Her first book, Dawns and Hurricanes (1947), hit the postwar Croatian cultural scene like a burst of sunlight coming into a sick room. These are marvelously optimistic, sensual, vibrant, life-affirming verses, especially given when and where they came into being. From the beginning, her imagination is large, generous, empathetic. Take these lines from “I Was a Boy,” where she recounts a night of dreams in which she assumes different forms:
I was a grape from a red cluster
in the teeth amidst kisses
a fox that ran out of a snare
a boy, who throws shouts with a sling;
The poem ends: “What haven’t I been, what haven’t I dared, / a mirror of a fish in the pupil of an otter?”
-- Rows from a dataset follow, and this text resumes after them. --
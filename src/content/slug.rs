use regex::Regex;

/// Default excerpt length in characters, before the ellipsis.
pub const EXCERPT_LENGTH: usize = 150;

pub const ELLIPSIS: &str = "...";

lazy_static::lazy_static! {
    /// Anything that is not a word character, whitespace or hyphen
    static ref NON_SLUG_CHARS: Regex = Regex::new(r"[^\w\s-]").unwrap();

    static ref SEPARATOR_RUNS: Regex = Regex::new(r"[-\s]+").unwrap();

    /// Markdown punctuation dropped from excerpts
    static ref MARKDOWN_MARKS: Regex = Regex::new(r"[#*`\[\]()]").unwrap();
}

/// Turn a title into a URL-safe identifier.
///
/// `"Hello, World!"` becomes `"hello-world"`. Distinct titles can collapse
/// to the same slug; uniqueness is the content store's job.
pub fn derive_slug(title: &str) -> String {
    let lowered = title.to_lowercase();
    let stripped = NON_SLUG_CHARS.replace_all(&lowered, "");
    let joined = SEPARATOR_RUNS.replace_all(&stripped, "-");
    joined.trim_matches('-').to_string()
}

/// Plain-text preview of markdown content.
///
/// Text longer than `max_length` characters is cut at the last space
/// inside the limit and suffixed with [`ELLIPSIS`].
pub fn derive_excerpt(content: &str, max_length: usize) -> String {
    let text = MARKDOWN_MARKS.replace_all(content, "");
    let text = text.split_whitespace().collect::<Vec<_>>().join(" ");

    if text.chars().count() <= max_length {
        return text;
    }

    let cut = text
        .char_indices()
        .nth(max_length)
        .map(|(i, _)| i)
        .unwrap_or(text.len());
    let head = &text[..cut];
    let head = head.rsplit_once(' ').map(|(kept, _)| kept).unwrap_or(head);

    format!("{}{}", head, ELLIPSIS)
}
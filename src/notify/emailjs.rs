use async_trait::async_trait;
use reqwest::StatusCode;
use serde::Serialize;
use serde_json::Value;
use std::time::Duration;

use super::{DispatchError, EmailMessage, EmailTransport};
use crate::config::EmailConfig;

/// EmailJS REST API client.
pub struct EmailJsTransport {
    client: reqwest::Client,
    endpoint: String,
    service_id: String,
    public_key: String,
    access_token: String,
    timeout: Duration,
}

#[derive(Debug, Serialize)]
struct SendRequest<'a> {
    service_id: &'a str,
    template_id: &'a str,
    user_id: &'a str,
    #[serde(rename = "accessToken", skip_serializing_if = "Option::is_none")]
    access_token: Option<&'a str>,
    template_params: &'a Value,
}

impl EmailJsTransport {
    pub fn new(config: &EmailConfig) -> Result<Self, reqwest::Error> {
        let client = reqwest::Client::builder().timeout(config.timeout).build()?;
        Ok(Self {
            client,
            endpoint: config.endpoint.clone(),
            service_id: config.service_id.clone(),
            public_key: config.public_key.clone(),
            access_token: config.access_token.clone(),
            timeout: config.timeout,
        })
    }

    fn request<'a>(&'a self, message: &'a EmailMessage) -> SendRequest<'a> {
        let access_token = (message.include_access_token && !self.access_token.is_empty())
            .then_some(self.access_token.as_str());
        SendRequest {
            service_id: &self.service_id,
            template_id: &message.template_id,
            user_id: &self.public_key,
            access_token,
            template_params: &message.template_params,
        }
    }
}

#[async_trait]
impl EmailTransport for EmailJsTransport {
    async fn send(&self, message: &EmailMessage) -> Result<(), DispatchError> {
        let response = self
            .client
            .post(&self.endpoint)
            .json(&self.request(message))
            .send()
            .await
            .map_err(|e| {
                if e.is_timeout() {
                    DispatchError::Timeout(self.timeout)
                } else {
                    DispatchError::Transport(e)
                }
            })?;

        let status = response.status();
        if status == StatusCode::OK {
            return Ok(());
        }

        let body = response.text().await.unwrap_or_default();
        tracing::warn!(status = %status, template = %message.template_id, "emailjs returned error");
        Err(DispatchError::Rejected {
            status: status.as_u16(),
            body,
        })
    }
}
The love poems brought something new to Croatian literature, being from a woman’s point of view. They are honest and poignant. In “Olives, Pomegranates and Clouds” she recounts an old story—waiting for a lover—making it fresh and vivid by letting a host of other sensations wash over her:
When I meet him on the road, I turn my face after clouds
yet three days I waited by the fence for him to pass.
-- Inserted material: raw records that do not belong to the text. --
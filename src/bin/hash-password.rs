//! Print a bcrypt hash for ADMIN_PASSWORD_HASH.
//!
//! The password comes from the first argument, or from stdin when no
//! argument is given so it stays out of shell history.
use bcrypt::{hash, DEFAULT_COST};
use std::io::{self, BufRead};

fn read_password() -> io::Result<String> {
    if let Some(arg) = std::env::args().nth(1) {
        return Ok(arg);
    }
    let mut line = String::new();
    io::stdin().lock().read_line(&mut line)?;
    Ok(line.trim_end_matches(['\r', '\n']).to_string())
}

fn main() {
    let password = match read_password() {
        Ok(p) if !p.is_empty() => p,
        Ok(_) => {
            eprintln!("Usage: hash-password <PASSWORD>   (or pipe it on stdin)");
            std::process::exit(1);
        }
        Err(e) => {
            eprintln!("Could not read password: {}", e);
            std::process::exit(1);
        }
    };

    match hash(&password, DEFAULT_COST) {
        Ok(hashed) => {
            println!("# bcrypt cost {}; add to .env:", DEFAULT_COST);
            println!("ADMIN_PASSWORD_HASH={}", hashed);
        }
        Err(e) => {
            eprintln!("Error hashing password: {}", e);
            std::process::exit(1);
        }
    }
}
Since, pomegranates have begun to bloom, the sea has swelled.
As if to say, she too is blooming, her heart also is swelling. Farther on she says, “But already I am tortured by what is to come.” The poem concludes: “Already three days behind the fence, full of youth, I wait / for your steps among the dark olive trees.” Who is this idiot man who never shows up? Here is one enchanted reader who wishes he could take the man’s place.
Born on the island of Zlarin off the Dalmatian coast of Croatia, Parun grew up surrounded by the sea, which figures prominently in her poetic imagery. One of the poems in this collection, "Before the Sea, As Before Death, I Have No Secret," is as good as its title, and there are a number of other standouts, such as “Harbour” and “A Coral Returned to the Sea.”
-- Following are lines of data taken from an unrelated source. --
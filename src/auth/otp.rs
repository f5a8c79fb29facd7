//! Two-step admin login.
//!
//! `Anonymous -> OtpPending` on matching credentials plus a delivered code,
//! `OtpPending -> Authenticated` on the matching code. The whole state lives
//! in the caller's [`AdminSession`]; the authenticator holds only config.

use chrono::{DateTime, Utc};
use serde::{Deserialize, Serialize};

use super::session::{AdminSession, PendingOtp};
use super::{constant_time_eq, generate_otp};
use crate::config::{AdminConfig, AdminSecret, OtpPolicy};
use crate::notify::Notifier;

/// Fields posted by the login form. The OTP step re-posts the username.
#[derive(Debug, Clone, Default, Serialize, Deserialize)]
pub struct LoginForm {
    #[serde(default)]
    pub username: String,
    #[serde(default)]
    pub password: String,
    #[serde(default)]
    pub email: String,
    #[serde(default)]
    pub otp: String,
}

#[derive(Debug, Clone, Copy, PartialEq, Eq)]
pub enum LoginOutcome {
    InvalidCredentials,
    EmailRequired,
    OtpSent,
    DeliveryFailed,
    InvalidOtp,
    /// Pending code older than the configured window; handshake restarted.
    OtpExpired,
    /// Too many wrong codes; handshake restarted.
    AttemptsExhausted,
    Authenticated,
}

pub struct Authenticator {
    admin: AdminConfig,
    policy: OtpPolicy,
}

impl Authenticator {
    pub fn new(admin: AdminConfig, policy: OtpPolicy) -> Self {
        Self { admin, policy }
    }

    pub async fn submit(
        &self,
        session: &mut AdminSession,
        form: &LoginForm,
        notifier: &Notifier,
    ) -> LoginOutcome {
        self.submit_at(session, form, notifier, Utc::now()).await
    }

    /// While a code is pending every submission is treated as the code step.
    pub async fn submit_at(
        &self,
        session: &mut AdminSession,
        form: &LoginForm,
        notifier: &Notifier,
        now: DateTime<Utc>,
    ) -> LoginOutcome {
        if session.otp_sent() {
            self.confirm_code(session, form, now)
        } else {
            self.check_credentials(session, form, notifier, now).await
        }
    }

    async fn credentials_match(&self, username: &str, password: &str) -> bool {
        let username_ok = constant_time_eq(username, &self.admin.username);

        let password_ok = match &self.admin.secret {
            AdminSecret::Plain(expected) => constant_time_eq(password, expected),
            AdminSecret::Bcrypt(hash) => {
                // bcrypt is CPU-bound; keep the async executor free.
                let password = password.to_string();
                let hash = hash.clone();
                tokio::task::spawn_blocking(move || bcrypt::verify(&password, &hash).unwrap_or(false))
                    .await
                    .unwrap_or(false)
            }
        };

        username_ok & password_ok
    }

    async fn check_credentials(
        &self,
        session: &mut AdminSession,
        form: &LoginForm,
        notifier: &Notifier,
        now: DateTime<Utc>,
    ) -> LoginOutcome {
        if !self.credentials_match(&form.username, &form.password).await {
            tracing::warn!(username = %form.username, "invalid admin credentials");
            return LoginOutcome::InvalidCredentials;
        }

        let email = form.email.trim();
        if email.is_empty() {
            return LoginOutcome::EmailRequired;
        }

        let code = generate_otp();
        session.pending_otp = Some(PendingOtp {
            code: code.clone(),
            issued_at: now,
            failed_attempts: 0,
        });

        match notifier.send_otp(email, &code, &form.username).await {
            Ok(()) => LoginOutcome::OtpSent,
            Err(_) => {
                // A code the admin never received must not stay redeemable.
                session.pending_otp = None;
                LoginOutcome::DeliveryFailed
            }
        }
    }

    fn confirm_code(
        &self,
        session: &mut AdminSession,
        form: &LoginForm,
        now: DateTime<Utc>,
    ) -> LoginOutcome {
        let Some(pending) = session.pending_otp.as_mut() else {
            return LoginOutcome::InvalidOtp;
        };

        if let Some(ttl) = self.policy.ttl {
            let age = now
                .signed_duration_since(pending.issued_at)
                .to_std()
                .unwrap_or_default();
            if age > ttl {
                tracing::info!("pending admin OTP expired");
                session.pending_otp = None;
                return LoginOutcome::OtpExpired;
            }
        }

        let code_ok = constant_time_eq(form.otp.trim(), &pending.code);
        let username_ok = constant_time_eq(&form.username, &self.admin.username);

        if code_ok & username_ok {
            session.admin_logged_in = true;
            session.pending_otp = None;
            tracing::info!(username = %form.username, "admin logged in");
            return LoginOutcome::Authenticated;
        }

        pending.failed_attempts += 1;
        tracing::warn!(attempts = pending.failed_attempts, "invalid admin OTP");

        if let Some(max) = self.policy.max_attempts {
            if pending.failed_attempts >= max {
                session.pending_otp = None;
                return LoginOutcome::AttemptsExhausted;
            }
        }

        LoginOutcome::InvalidOtp
    }
}

#[cfg(test)]
mod tests {
    use super::*;
    use crate::auth::session::AuthState;
    use crate::config::AppConfig;
    use crate::notify::testing::{Behaviour, RecordingTransport};
    use std::sync::Arc;
    use std::time::Duration;

    fn setup(behaviour: Behaviour, policy: OtpPolicy) -> (Authenticator, Notifier, Arc<RecordingTransport>) {
        let config = AppConfig::for_tests();
        let transport = RecordingTransport::new(behaviour);
        let notifier = Notifier::new(transport.clone(), &config.email);
        (Authenticator::new(config.admin, policy), notifier, transport)
    }

    fn credentials(email: &str) -> LoginForm {
        LoginForm {
            username: "admin".to_string(),
            password: "s3cret-pass".to_string(),
            email: email.to_string(),
            otp: String::new(),
        }
    }

    fn code_step(otp: &str) -> LoginForm {
        LoginForm {
            username: "admin".to_string(),
            otp: otp.to_string(),
            ..Default::default()
        }
    }

    fn wrong_code(code: &str) -> String {
        let first = if code.starts_with('0') { '1' } else { '0' };
        format!("{}{}", first, &code[1..])
    }

    #[tokio::test]
    async fn test_full_handshake_authenticates() {
        let (auth, notifier, transport) = setup(Behaviour::Deliver, OtpPolicy::default());
        let mut session = AdminSession::default();

        let outcome = auth.submit(&mut session, &credentials("me@example.com"), &notifier).await;
        assert_eq!(outcome, LoginOutcome::OtpSent);
        assert_eq!(session.state(), AuthState::OtpPending);

        let code = session.pending_otp.as_ref().unwrap().code.clone();
        assert_eq!(code.len(), 6);
        assert!(code.chars().all(|c| c.is_ascii_digit()));
        assert_eq!(transport.last_otp().as_deref(), Some(code.as_str()));

        let outcome = auth.submit(&mut session, &code_step(&code), &notifier).await;
        assert_eq!(outcome, LoginOutcome::Authenticated);
        assert_eq!(session.state(), AuthState::Authenticated);
        assert!(session.pending_otp.is_none());
    }

    #[tokio::test]
    async fn test_wrong_code_stays_pending_and_allows_retry() {
        let (auth, notifier, _) = setup(Behaviour::Deliver, OtpPolicy::default());
        let mut session = AdminSession::default();
        auth.submit(&mut session, &credentials("me@example.com"), &notifier).await;
        let code = session.pending_otp.as_ref().unwrap().code.clone();

        for _ in 0..3 {
            let outcome = auth
                .submit(&mut session, &code_step(&wrong_code(&code)), &notifier)
                .await;
            assert_eq!(outcome, LoginOutcome::InvalidOtp);
            assert_eq!(session.state(), AuthState::OtpPending);
        }

        let outcome = auth.submit(&mut session, &code_step(&code), &notifier).await;
        assert_eq!(outcome, LoginOutcome::Authenticated);
    }

    #[tokio::test]
    async fn test_code_step_requires_admin_username() {
        let (auth, notifier, _) = setup(Behaviour::Deliver, OtpPolicy::default());
        let mut session = AdminSession::default();
        auth.submit(&mut session, &credentials("me@example.com"), &notifier).await;
        let code = session.pending_otp.as_ref().unwrap().code.clone();

        let mut form = code_step(&code);
        form.username = "intruder".to_string();
        assert_eq!(auth.submit(&mut session, &form, &notifier).await, LoginOutcome::InvalidOtp);
        assert!(!session.admin_logged_in);
    }

    #[tokio::test]
    async fn test_bad_credentials_send_nothing() {
        let (auth, notifier, transport) = setup(Behaviour::Deliver, OtpPolicy::default());
        let mut session = AdminSession::default();

        let mut form = credentials("me@example.com");
        form.password = "S3cret-pass".to_string();
        assert_eq!(
            auth.submit(&mut session, &form, &notifier).await,
            LoginOutcome::InvalidCredentials
        );

        let mut form = credentials("me@example.com");
        form.username = "Admin".to_string();
        assert_eq!(
            auth.submit(&mut session, &form, &notifier).await,
            LoginOutcome::InvalidCredentials
        );

        assert_eq!(session.state(), AuthState::Anonymous);
        assert!(transport.sent().is_empty());
    }

    #[tokio::test]
    async fn test_missing_email_stays_anonymous() {
        let (auth, notifier, transport) = setup(Behaviour::Deliver, OtpPolicy::default());
        let mut session = AdminSession::default();

        let outcome = auth.submit(&mut session, &credentials("   "), &notifier).await;
        assert_eq!(outcome, LoginOutcome::EmailRequired);
        assert_eq!(session.state(), AuthState::Anonymous);
        assert!(transport.sent().is_empty());
    }

    #[tokio::test]
    async fn test_delivery_failure_clears_pending_code() {
        let (auth, notifier, transport) = setup(Behaviour::Reject, OtpPolicy::default());
        let mut session = AdminSession::default();

        let outcome = auth.submit(&mut session, &credentials("me@example.com"), &notifier).await;
        assert_eq!(outcome, LoginOutcome::DeliveryFailed);
        assert_eq!(session.state(), AuthState::Anonymous);
        assert_eq!(transport.sent().len(), 1);

        transport.set_behaviour(Behaviour::Deliver);
        let outcome = auth.submit(&mut session, &credentials("me@example.com"), &notifier).await;
        assert_eq!(outcome, LoginOutcome::OtpSent);
    }

    #[tokio::test]
    async fn test_delivery_timeout_is_a_failure() {
        let (auth, notifier, _) = setup(Behaviour::Hang(Duration::from_secs(5)), OtpPolicy::default());
        let mut session = AdminSession::default();

        let outcome = auth.submit(&mut session, &credentials("me@example.com"), &notifier).await;
        assert_eq!(outcome, LoginOutcome::DeliveryFailed);
        assert!(session.pending_otp.is_none());
    }

    #[tokio::test]
    async fn test_expired_code_restarts_handshake() {
        let policy = OtpPolicy {
            ttl: Some(Duration::from_secs(300)),
            max_attempts: None,
        };
        let (auth, notifier, _) = setup(Behaviour::Deliver, policy);
        let mut session = AdminSession::default();
        let start = Utc::now();

        auth.submit_at(&mut session, &credentials("me@example.com"), &notifier, start)
            .await;
        let code = session.pending_otp.as_ref().unwrap().code.clone();

        let late = start + chrono::Duration::seconds(301);
        let outcome = auth.submit_at(&mut session, &code_step(&code), &notifier, late).await;
        assert_eq!(outcome, LoginOutcome::OtpExpired);
        assert_eq!(session.state(), AuthState::Anonymous);
    }

    #[tokio::test]
    async fn test_code_within_window_is_accepted() {
        let policy = OtpPolicy {
            ttl: Some(Duration::from_secs(300)),
            max_attempts: None,
        };
        let (auth, notifier, _) = setup(Behaviour::Deliver, policy);
        let mut session = AdminSession::default();
        let start = Utc::now();

        auth.submit_at(&mut session, &credentials("me@example.com"), &notifier, start)
            .await;
        let code = session.pending_otp.as_ref().unwrap().code.clone();

        let soon = start + chrono::Duration::seconds(299);
        let outcome = auth.submit_at(&mut session, &code_step(&code), &notifier, soon).await;
        assert_eq!(outcome, LoginOutcome::Authenticated);
    }

    #[tokio::test]
    async fn test_attempt_limit_restarts_handshake() {
        let policy = OtpPolicy {
            ttl: None,
            max_attempts: Some(2),
        };
        let (auth, notifier, _) = setup(Behaviour::Deliver, policy);
        let mut session = AdminSession::default();
        auth.submit(&mut session, &credentials("me@example.com"), &notifier).await;
        let bad = wrong_code(&session.pending_otp.as_ref().unwrap().code);

        assert_eq!(
            auth.submit(&mut session, &code_step(&bad), &notifier).await,
            LoginOutcome::InvalidOtp
        );
        assert_eq!(
            auth.submit(&mut session, &code_step(&bad), &notifier).await,
            LoginOutcome::AttemptsExhausted
        );
        assert_eq!(session.state(), AuthState::Anonymous);
    }

    #[tokio::test]
    async fn test_bcrypt_secret_is_accepted() {
        let config = AppConfig::for_tests();
        let transport = RecordingTransport::new(Behaviour::Deliver);
        let notifier = Notifier::new(transport, &config.email);
        let hash = bcrypt::hash("hashed-pass", 4).unwrap();
        let auth = Authenticator::new(
            AdminConfig {
                username: "admin".to_string(),
                secret: AdminSecret::Bcrypt(hash),
            },
            OtpPolicy::default(),
        );

        let mut session = AdminSession::default();
        let mut form = credentials("me@example.com");
        form.password = "hashed-pass".to_string();
        assert_eq!(auth.submit(&mut session, &form, &notifier).await, LoginOutcome::OtpSent);

        let mut session = AdminSession::default();
        form.password = "wrong".to_string();
        assert_eq!(
            auth.submit(&mut session, &form, &notifier).await,
            LoginOutcome::InvalidCredentials
        );
    }
}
While Parun pondered philosophical and spiritual questions throughout her career, they become more evident in her later poems, some of which also display more of a satirical wit. In the final poem in this volume, “Epilogue,” from the book Ashamed to Die (1974), the combined feeling of reflection, melancholy and amusement reminds me somehow of the mixed autumnal moods of Shakespeare’s later plays:
I shall never be
a trampled grass
and I will rustle clearly
so the children
understand me.
Who passes by me
will be happy.
And the bell, the old sinner,
will cease to toll.
I don’t speak Croatian, so I am no judge of the fidelity of these translations by Dasha C. Nisula. However, I can judge their felicity and beauty in English. It takes a poet to translate a poet. Based on this volume by Parun and the volume of poetry she translated by another Croatian writer, Slavko Mihalić, we can surmise that Nisula is a fine poet in her own right, whether or not she ever produces any verses bearing her name. Thanks to her, Vesna Parun now lives in English as well as in Croatian. For this great gift we owe her our undying thanks. We should look forward with keen interest to whatever poetry she decides to translate next.
After years of writing humor for the New Yorker, the Onion and McSweeney’s Internet Tendency, among others, Kurt Luchs returned to his first love, poetry, like a wounded animal crawling into its burrow to die. In 2017 Sagging Meniscus Press published his humor collection, It’s Funny Until Someone Loses an Eye (Then It’s Really Funny), which has since become an international non-bestseller. In 2019 his poetry chapbook One of These Things Is Not Like the Other was published by Finishing Line Press, and he won the Atlanta Review International Poetry Contest, proving that dreams can still come true and clerical errors can still happen. His first full-length poetry collection, Falling in the Direction of Up, is out from Sagging Meniscus as of May 2021.